O problema é que isso mostra uma dimensão totalmente ausente nas empresas hoje, cara.
O gap, o vazio, a lacuna imensa, gigante, o abismo entre a administração e as outras ciências sociais.
Veja, a administração sempre está catalogada como uma ciência social aplicada. Isso significa que usamos coisas da sociologia para tirarmos as conclusões que tiramos.
Além disso, as pessoas esquecem da filosofia, da psicologia, da história, e de outras disciplinas que também são fundamentais para entendermos como funciona a administração de empresas e organizações.
Nesse artigo, eu quero te mostrar porque seus KPIs estão todos errados. Mais ainda, eu quero te mostrar que existe um único KPI capaz de medir todos os outros KPIs.
Garra.
O que é garra?
Garra é tesão. Vamos voltar às origens.
Tesão é uma coisa inata e instintiva, geralmente sexual. Quando temos tesão, nos sentimos pilhados para tomar uma ação. É como se só “aquilo” importasse naquela dada hora. É uma mistura de paixão com vontade de fazer.
A grande sacada é que tesão tá em todo lugar. Tesão não se discute. Mas eu quero abrir essa conversa com você.
Garra e tesão tem duas coisas em comum.
Primeiro, a paixão. Você é apaixonado por um homem ou uma mulher, e nada freia teu tesão.
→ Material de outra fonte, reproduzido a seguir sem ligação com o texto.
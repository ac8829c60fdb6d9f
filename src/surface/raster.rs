//! Software rasterizer backed by `image` and `ab_glyph`.

use ab_glyph::{Font, FontArc, GlyphId, PxScale, ScaleFont, point};
use image::{Rgba, RgbaImage};

use super::{FontSpec, Surface, SurfaceBackend, SurfaceError, allocate, encode_png};

/// Glyph coverage buffers may cover at most this many surface areas.
const GLYPH_AREA_FACTOR: f64 = 16.0;

/// Surface area used for the glyph limit on very small surfaces.
const MIN_GLYPH_AREA: f64 = 65_536.0;

/// Convert a CSS-style em size into the glyph scale `ab_glyph` expects.
///
/// `ab_glyph` scales by ascent-to-descent height, canvas fonts by em size.
fn em_scale(font: &FontArc, size_px: f32) -> PxScale {
    match font.units_per_em() {
        Some(units_per_em) if units_per_em > 0.0 => {
            PxScale::from(size_px * font.height_unscaled() / units_per_em)
        }
        _ => PxScale::from(size_px),
    }
}


/// Source-over blend of `color` scaled by `coverage` into one pixel.
fn blend_pixel(img: &mut RgbaImage, x: i32, y: i32, color: Rgba<u8>, coverage: f32) {
    if x < 0 || y < 0 || x >= img.width() as i32 || y >= img.height() as i32 {
        return;
    }
    let src_a = f32::from(color[3]) / 255.0 * coverage.clamp(0.0, 1.0);
    if src_a <= 0.0 {
        return;
    }

    let dst = img.get_pixel_mut(x as u32, y as u32);
    let dst_a = f32::from(dst[3]) / 255.0;
    let out_a = src_a + dst_a * (1.0 - src_a);
    for channel in 0..3 {
        let src_c = f32::from(color[channel]);
        let dst_c = f32::from(dst[channel]);
        let out_c = (src_c * src_a + dst_c * dst_a * (1.0 - src_a)) / out_a;
        dst[channel] = out_c.round().clamp(0.0, 255.0) as u8;
    }
    dst[3] = (out_a * 255.0).round().clamp(0.0, 255.0) as u8;
}

/// Allocates [`RasterSurface`]s that share one font and text colour.
#[derive(Clone)]
pub struct RasterBackend {
    font: Option<FontArc>,
    color: Rgba<u8>,
}

impl RasterBackend {
    /// Create a backend. Without a font, only empty text can be drawn.
    pub fn new(font: Option<FontArc>, color: [u8; 4]) -> Self {
        Self {
            font,
            color: Rgba(color),
        }
    }
}

impl std::fmt::Debug for RasterBackend {
    fn fmt(&self, f: &mut std::fmt::Formatter<'_>) -> std::fmt::Result {
        f.debug_struct("RasterBackend")
            .field("has_font", &self.font.is_some())
            .field("color", &self.color)
            .finish()
    }
}

impl SurfaceBackend for RasterBackend {
    fn name(&self) -> &'static str {
        "raster"
    }

    fn create_surface(&self, width: u32, height: u32) -> Result<Box<dyn Surface>, SurfaceError> {
        Ok(Box::new(RasterSurface {
            pixels: allocate(width, height)?,
            font: self.font.clone(),
            font_spec: FontSpec::default(),
            color: self.color,
        }))
    }
}

/// An in-memory RGBA surface.
///
/// Text is drawn with the backend's single loaded font; the family named in
/// [`FontSpec`] only matters for the browser canvas.
pub struct RasterSurface {
    pixels: RgbaImage,
    font: Option<FontArc>,
    font_spec: FontSpec,
    color: Rgba<u8>,
}

impl Surface for RasterSurface {
    fn width(&self) -> u32 {
        self.pixels.width()
    }

    fn height(&self) -> u32 {
        self.pixels.height()
    }

    fn draw_image(&mut self, bitmap: &RgbaImage, x: i32, y: i32) -> Result<(), SurfaceError> {
        image::imageops::overlay(&mut self.pixels, bitmap, i64::from(x), i64::from(y));
        Ok(())
    }

    fn set_font(&mut self, font: &FontSpec) {
        self.font_spec = font.clone();
    }

    fn fill_text(&mut self, text: &str, x: f32, baseline_y: f32) -> Result<(), SurfaceError> {
        if text.is_empty() {
            return Ok(());
        }
        let Some(font) = self.font.as_ref() else {
            return Err(SurfaceError::FontUnavailable);
        };
        if self.font_spec.size_px <= 0 {
            log::warn!(
                "Skipping text draw with non-positive font size {}",
                self.font_spec.size_px
            );
            return Ok(());
        }

        let scale = em_scale(font, self.font_spec.size_px as f32);
        let scaled = font.as_scaled(scale);
        let color = self.color;
        let (width, height) = (self.pixels.width() as f32, self.pixels.height() as f32);
        let glyph_area_limit =
            (f64::from(width) * f64::from(height)).max(MIN_GLYPH_AREA) * GLYPH_AREA_FACTOR;
        let pixels = &mut self.pixels;

        let mut caret = point(x, baseline_y);
        let mut previous: Option<GlyphId> = None;
        for ch in text.chars().filter(|c| !c.is_control()) {
            let id = scaled.glyph_id(ch);
            if let Some(prev) = previous {
                caret.x += scaled.kern(prev, id);
            }
            let glyph = id.with_scale_and_position(scale, caret);
            caret.x += scaled.h_advance(id);
            previous = Some(id);

            if let Some(outlined) = font.outline_glyph(glyph) {
                let bounds = outlined.px_bounds();
                let overlaps = bounds.max.x > 0.0
                    && bounds.min.x < width
                    && bounds.max.y > 0.0
                    && bounds.min.y < height;
                if !overlaps {
                    continue;
                }
                // The rasterizer allocates the glyph's full box, visible or not
                let area = f64::from(bounds.width()) * f64::from(bounds.height());
                if area.is_nan() || area > glyph_area_limit {
                    return Err(SurfaceError::GlyphTooLarge {
                        width: bounds.width() as u32,
                        height: bounds.height() as u32,
                    });
                }
                outlined.draw(|gx, gy, coverage| {
                    let px = bounds.min.x as i32 + gx as i32;
                    let py = bounds.min.y as i32 + gy as i32;
                    blend_pixel(pixels, px, py, color, coverage);
                });
            }
        }

        log::trace!(
            "Rasterized {:?} at ({:.1}, {:.1}) with {}",
            text,
            x,
            baseline_y,
            self.font_spec.css()
        );
        Ok(())
    }

    fn encode_png(&self) -> Result<Vec<u8>, SurfaceError> {
        encode_png(&self.pixels)
    }
}

#[cfg(test)]
mod tests {
    use super::*;
    use crate::surface::font::load_font;

    /// Horizontal advance and ascent of one line of text.
    struct TextExtent {
        width: f32,
        ascent: f32,
    }

    fn measure_text(font: &FontArc, size_px: f32, text: &str) -> TextExtent {
        let scaled = font.as_scaled(em_scale(font, size_px));
        let mut width = 0.0;
        let mut previous: Option<GlyphId> = None;
        for ch in text.chars().filter(|c| !c.is_control()) {
            let id = scaled.glyph_id(ch);
            if let Some(prev) = previous {
                width += scaled.kern(prev, id);
            }
            width += scaled.h_advance(id);
            previous = Some(id);
        }
        TextExtent {
            width,
            ascent: scaled.ascent(),
        }
    }

    #[test]
    fn test_blend_full_coverage_replaces() {
        let mut img = RgbaImage::from_pixel(1, 1, Rgba([255, 255, 255, 255]));
        blend_pixel(&mut img, 0, 0, Rgba([0, 0, 0, 255]), 1.0);
        assert_eq!(img.get_pixel(0, 0), &Rgba([0, 0, 0, 255]));
    }

    #[test]
    fn test_blend_half_coverage_mixes() {
        let mut img = RgbaImage::from_pixel(1, 1, Rgba([255, 255, 255, 255]));
        blend_pixel(&mut img, 0, 0, Rgba([0, 0, 0, 255]), 0.5);
        let px = img.get_pixel(0, 0);
        assert!((127..=128).contains(&px[0]));
        assert_eq!(px[3], 255);
    }

    #[test]
    fn test_blend_onto_transparent_keeps_color() {
        let mut img = RgbaImage::new(1, 1);
        blend_pixel(&mut img, 0, 0, Rgba([200, 10, 10, 255]), 0.5);
        let px = img.get_pixel(0, 0);
        assert_eq!((px[0], px[1], px[2]), (200, 10, 10));
        assert!((127..=128).contains(&px[3]));
    }

    #[test]
    fn test_blend_clips_out_of_bounds() {
        let mut img = RgbaImage::new(2, 2);
        blend_pixel(&mut img, -1, 0, Rgba([0, 0, 0, 255]), 1.0);
        blend_pixel(&mut img, 0, 2, Rgba([0, 0, 0, 255]), 1.0);
        assert!(img.pixels().all(|p| p[3] == 0));
    }

    #[test]
    fn test_draw_image_offset_clips() {
        let backend = RasterBackend::new(None, [0, 0, 0, 255]);
        let mut surface = backend.create_surface(4, 4).unwrap();
        let bitmap = RgbaImage::from_pixel(3, 3, Rgba([9, 9, 9, 255]));
        surface.draw_image(&bitmap, 2, 2).unwrap();

        let png = surface.encode_png().unwrap();
        let out = image::load_from_memory(&png).unwrap().to_rgba8();
        assert_eq!(out.get_pixel(3, 3), &Rgba([9, 9, 9, 255]));
        assert_eq!(out.get_pixel(1, 1)[3], 0);
    }

    #[test]
    fn test_empty_text_needs_no_font() {
        let backend = RasterBackend::new(None, [0, 0, 0, 255]);
        let mut surface = backend.create_surface(4, 4).unwrap();
        surface.set_font(&FontSpec::new(16, "Arial"));
        assert!(surface.fill_text("", 0.0, 16.0).is_ok());
    }

    #[test]
    fn test_text_without_font_fails() {
        let backend = RasterBackend::new(None, [0, 0, 0, 255]);
        let mut surface = backend.create_surface(4, 4).unwrap();
        assert!(matches!(
            surface.fill_text("Hi", 0.0, 16.0),
            Err(SurfaceError::FontUnavailable)
        ));
    }

    #[test]
    fn test_text_lands_right_of_x_and_above_baseline() {
        // Only meaningful where a system font exists.
        let Some(font) = load_font(None) else {
            return;
        };
        let backend = RasterBackend::new(Some(font.clone()), [0, 0, 0, 255]);
        let mut surface = backend.create_surface(120, 80).unwrap();
        surface.set_font(&FontSpec::new(20, "Arial"));
        surface.fill_text("Hi", 10.0, 50.0).unwrap();

        let png = surface.encode_png().unwrap();
        let out = image::load_from_memory(&png).unwrap().to_rgba8();
        let inked: Vec<(u32, u32)> = out
            .enumerate_pixels()
            .filter(|(_, _, p)| p[3] > 0)
            .map(|(x, y, _)| (x, y))
            .collect();
        assert!(!inked.is_empty());

        let extent = measure_text(&font, 20.0, "Hi");
        let min_x = inked.iter().map(|(x, _)| *x).min().unwrap();
        let max_x = inked.iter().map(|(x, _)| *x).max().unwrap();
        let min_y = inked.iter().map(|(_, y)| *y).min().unwrap();
        let max_y = inked.iter().map(|(_, y)| *y).max().unwrap();

        // "Hi" has no descenders: ink sits between the ascent line and baseline.
        assert!(min_x >= 9);
        assert!(max_x as f32 <= 10.0 + extent.width + 1.0);
        assert!(min_y as f32 >= 50.0 - extent.ascent - 1.0);
        assert!(max_y <= 51);
    }

    #[test]
    fn test_oversized_glyph_is_rejected() {
        let Some(font) = load_font(None) else {
            return;
        };
        let backend = RasterBackend::new(Some(font), [0, 0, 0, 255]);
        let mut surface = backend.create_surface(64, 48).unwrap();
        surface.set_font(&FontSpec::new(1_000_000, "Arial"));

        // Cap height straddles the surface, so the glyph box overlaps it
        let result = surface.fill_text("H", -250_000.0, 400_000.0);

        assert!(matches!(result, Err(SurfaceError::GlyphTooLarge { .. })));
    }

    #[test]
    fn test_offscreen_glyphs_are_skipped() {
        let Some(font) = load_font(None) else {
            return;
        };
        let backend = RasterBackend::new(Some(font), [0, 0, 0, 255]);
        let mut surface = backend.create_surface(64, 48).unwrap();
        surface.set_font(&FontSpec::new(1_000_000, "Arial"));

        surface.fill_text("Hi", 0.0, 1_000_000.0).unwrap();

        let png = surface.encode_png().unwrap();
        let out = image::load_from_memory(&png).unwrap().to_rgba8();
        assert!(out.pixels().all(|p| p[3] == 0));
    }
}
//! Export artifacts and their delivery to the user.

use std::cell::RefCell;
use std::path::{Path, PathBuf};
use std::rc::Rc;

use thiserror::Error;

use crate::intake::ImageDecodeError;
use crate::surface::SurfaceError;

/// Errors that can occur while exporting the composite.
#[derive(Error, Debug)]
pub enum ExportError {
    /// Export requested with no uploaded image
    #[error("No image has been uploaded")]
    NoImage,

    /// The uploaded image could not be decoded
    #[error(transparent)]
    Decode(#[from] ImageDecodeError),

    /// Composing or encoding failed
    #[error("Compositing failed: {0}")]
    Surface(#[from] SurfaceError),

    /// Writing the file failed
    #[error("I/O error: {0}")]
    Io(#[from] std::io::Error),

    /// The platform download could not be triggered
    #[error("Download failed: {0}")]
    Delivery(String),
}

/// An encoded composite ready for download.
#[derive(Debug, Clone, PartialEq, Eq)]
pub struct ExportArtifact {
    /// Suggested download name
    pub file_name: String,
    /// PNG bytes
    pub png: Vec<u8>,
    /// Width in pixels
    pub width: u32,
    /// Height in pixels
    pub height: u32,
}

impl ExportArtifact {
    /// The PNG as a data URL, for anchors and previews.
    pub fn data_url(&self) -> String {
        crate::data_url::encode("image/png", &self.png)
    }
}

/// Hands an exported file to the user.
pub trait DownloadSink {
    /// Deliver the artifact, returning a human-readable location.
    fn deliver(&mut self, artifact: &ExportArtifact) -> Result<String, ExportError>;
}

/// Writes exports into a directory, overwriting a previous export.
#[derive(Debug, Clone)]
pub struct DirectorySink {
    dir: PathBuf,
}

impl DirectorySink {
    pub fn new(dir: impl Into<PathBuf>) -> Self {
        Self { dir: dir.into() }
    }

    /// Target directory.
    pub fn dir(&self) -> &Path {
        &self.dir
    }
}

impl DownloadSink for DirectorySink {
    fn deliver(&mut self, artifact: &ExportArtifact) -> Result<String, ExportError> {
        std::fs::create_dir_all(&self.dir)?;
        let path = self.dir.join(&artifact.file_name);
        std::fs::write(&path, &artifact.png)?;
        log::info!(
            "💾 Wrote {}x{} export to {:?}",
            artifact.width,
            artifact.height,
            path
        );
        Ok(path.display().to_string())
    }
}

/// Keeps delivered artifacts in memory. Clones share the same list.
#[derive(Debug, Clone, Default)]
pub struct MemorySink {
    delivered: Rc<RefCell<Vec<ExportArtifact>>>,
}

impl MemorySink {
    pub fn new() -> Self {
        Self::default()
    }

    /// Everything delivered so far, oldest first.
    pub fn delivered(&self) -> Vec<ExportArtifact> {
        self.delivered.borrow().clone()
    }

    /// The most recent delivery.
    pub fn last(&self) -> Option<ExportArtifact> {
        self.delivered.borrow().last().cloned()
    }
}

impl DownloadSink for MemorySink {
    fn deliver(&mut self, artifact: &ExportArtifact) -> Result<String, ExportError> {
        self.delivered.borrow_mut().push(artifact.clone());
        Ok(format!("memory:{}", artifact.file_name))
    }
}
Segundo, a perseverança. Independente do que acontecer, teu tesão continua. Nunca vi tesão ser impedido, ou o tesão acabar. O tesão só acaba quando você desiste. E se você desistiu, não é tesão.
O mesmo com a garra. A garra é o tesão pelas coisas do seu dia a dia.
A garra é a paixão que você tem pelo que você faz. É o tesão que eu sinto, por exemplo, por escrever todo dia aqui, acordando às 4h da manhã para fazer isso. É o tesão que você pode sentir por fechar uma venda, por passar de ano, por conseguir um emprego.
É um “rush”, um poço de endorfinas, serotoninas, e todas essas coisas boas da vida.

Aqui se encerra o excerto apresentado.